Monday, January 10, 2011
Rhadamanthys
Dear readers,
Do forgive my lapse as of late. I've been feeling quite horrid. And, I can feel a pain, physical, now, that seems to be worsening. I am seeing a doctor today, fortunately, though it's not one of my specialists, more a GP Fellow. I am worried I'll end up in the ER or hospital, hopeful, though, I can breathe through this.
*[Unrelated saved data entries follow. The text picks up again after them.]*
//! Error types for wordmatch-core.

use crate::types::Phase;
use serde::Serialize;
use thiserror::Error;

/// Result type alias using RoundError.
pub type Result<T> = std::result::Result<T, RoundError>;

/// Why a flip was not accepted. These are user-input no-ops, not failures.
#[derive(Debug, Clone, Copy, PartialEq, Eq, Error, Serialize)]
#[serde(tag = "kind", rename_all = "snake_case")]
pub enum FlipRejection {
    #[error("position {position} is out of range or already resolved")]
    InvalidPosition { position: usize },

    #[error("two cards are already face-up")]
    PairPending,

    #[error("round is not active ({phase:?})")]
    RoundNotActive { phase: Phase },
}

impl FlipRejection {
    /// Short machine-readable reason.
    pub fn reason(&self) -> &'static str {
        match self {
            Self::InvalidPosition { .. } => "invalid_position",
            Self::PairPending => "pair_pending",
            Self::RoundNotActive { .. } => "round_not_active",
        }
    }
}

/// Failure reported by a mastery store backend.
#[derive(Debug, Clone, PartialEq, Eq, Error)]
#[error("mastery store error: {0}")]
pub struct StoreError(pub String);

impl StoreError {
    pub fn new(message: impl std::fmt::Display) -> Self {
        Self(message.to_string())
    }
}

/// Errors from the mastery tracker.
#[derive(Debug, Clone, PartialEq, Eq, Error)]
pub enum MasteryError {
    /// A success was recorded for a word that was never missed.
    #[error("no mastery record for {0}")]
    RecordNotFound(String),

    #[error(transparent)]
    Store(#[from] StoreError),
}

/// Errors when fetching word pairs for a round.
#[derive(Debug, Clone, PartialEq, Eq, Error)]
pub enum CatalogError {
    #[error("no mastery records to review")]
    CatalogEmpty,

    #[error("only {got} unique word pairs available, wanted {wanted}")]
    Underpopulated { wanted: usize, got: usize },

    #[error(transparent)]
    Store(#[from] StoreError),
}

/// Errors from the round controller.
#[derive(Debug, Clone, PartialEq, Eq, Error)]
pub enum RoundError {
    #[error("nothing to review")]
    NothingToReview,

    #[error("no round has been started")]
    NotStarted,

    #[error("round is still in progress")]
    RoundInProgress,

    #[error("round already finished")]
    AlreadyFinished,

    #[error(transparent)]
    Catalog(CatalogError),

    #[error(transparent)]
    Mastery(#[from] MasteryError),
}

impl From<CatalogError> for RoundError {
    fn from(err: CatalogError) -> Self {
        match err {
            CatalogError::CatalogEmpty => Self::NothingToReview,
            other => Self::Catalog(other),
        }
    }
}

/// Invalid gameplay settings.
#[derive(Debug, Clone, PartialEq, Eq, Error)]
pub enum SettingsError {
    #[error("{field} out of range: {value}")]
    OutOfRange { field: &'static str, value: u64 },
}
#[tokio::main]
async fn main() -> anyhow::Result<()> {
    wordmatch_backend::run().await
}
//! Mastery record endpoints

use axum::{extract::State, Json};
use wordmatch_core::MasteryStore;

use crate::error::Result;
use crate::models::*;
use crate::AppState;

/// GET /api/mastery
pub async fn list(State(state): State<AppState>) -> Result<Json<MasteryListResponse>> {
    let records = state.store.list_all()?;
    let count = state.store.count()?;
    Ok(Json(MasteryListResponse {
        records,
        count,
        graduation_threshold: state.settings.graduation_threshold,
    }))
}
So, before I pursue today, I'd prefer sharing a poem I wrote in an hour during the AM yesterday. It's page 53 of my book of poems, Persephone. And, it pertains to my father, is actually a dedication, though, it also signifies the immense love he had for my mother before he passed (away). It's called Rhadamanthys because in Greek mythology R was a judge of the under or "ether" world. In this poem, my speaker wants to go with the heroes to Elysian fields, but wants to take his love, who hasn't yet passed, with him. It plays on the concepts of "we" being the judge of "our" souls. Which is why I called it Rhadamanthys. In many ways, my speaker embodies Rhadamanthys...
I hope you don't abhor it. Again, do forgive my absence. I've been in SUCH a precarious state:
Rhadamanthys
When the Lark leaves, and day, and night
Are ushered by the stars, and their decayed light
Ushers asphodel up aisles of white roses,
Not meant to be colored by Aphrodite’s blood,
The love and yearning of its embrace
Put to the cask to Death’s blank face,
There is nothing to dreams, no place
For anything, but the shadow of your Grace,
And Love. Your eyes, broken chrysanthemums
Of yellow, the poise to which I follow
Soul, to its deep and broken Day,
There is no will or way, to my dismay,
At knowing I go without, you, saffron Soul.
I will alone the movement willing me,
Up a black river, the water I will not drink
For fear every scent from your golden bloom
Will be lost, and the touches of rosebay
Urging me to their embrace, will take the place
OF my empty tomb, and make of it something new.
A doll you can primp and groom,
A scarecrow, with beaded eyes and a sown red smile,
When I’d much rather be stone,
A monument of black, that grief will give rain,
And wind will give shape, shaped in the loam
Of your golden shadow. It may be I’ll wear away,
And somewhere else, wear the Elysian garland
Of which we always dreamed we’d both wear,
Some time after the death of day and night.
But I cannot go, as I go, and am willed,
But give you something, of me. My light,
Take my garland of thorns, from which laurels will bud
And in their birth rage in oceanic waves, and waves of sound.
To all the waves that make up everything, and give nothing,
I give you. And I am judge, and I am victor,
And I will wear the perfect garland, to match your laurels,
And wait for you, in Elysian fields, just not, as you think,
With Paris and Hector and Achilles and all the kings.
But a mile beyond its gates, before reed lined honey lakes
And the honeyed sun smiles, on everyone.
I’ll be the one on the edge of dark, straw, and pinned to
Golden wheat, scaring away all the larks who here
Are like crows, feasting on the rancid meat of life.
For I cannot measure eternity, until your yellow eyes
Open and shine, from the dream and wake of life and death,
And take me baiting, with their fading breath.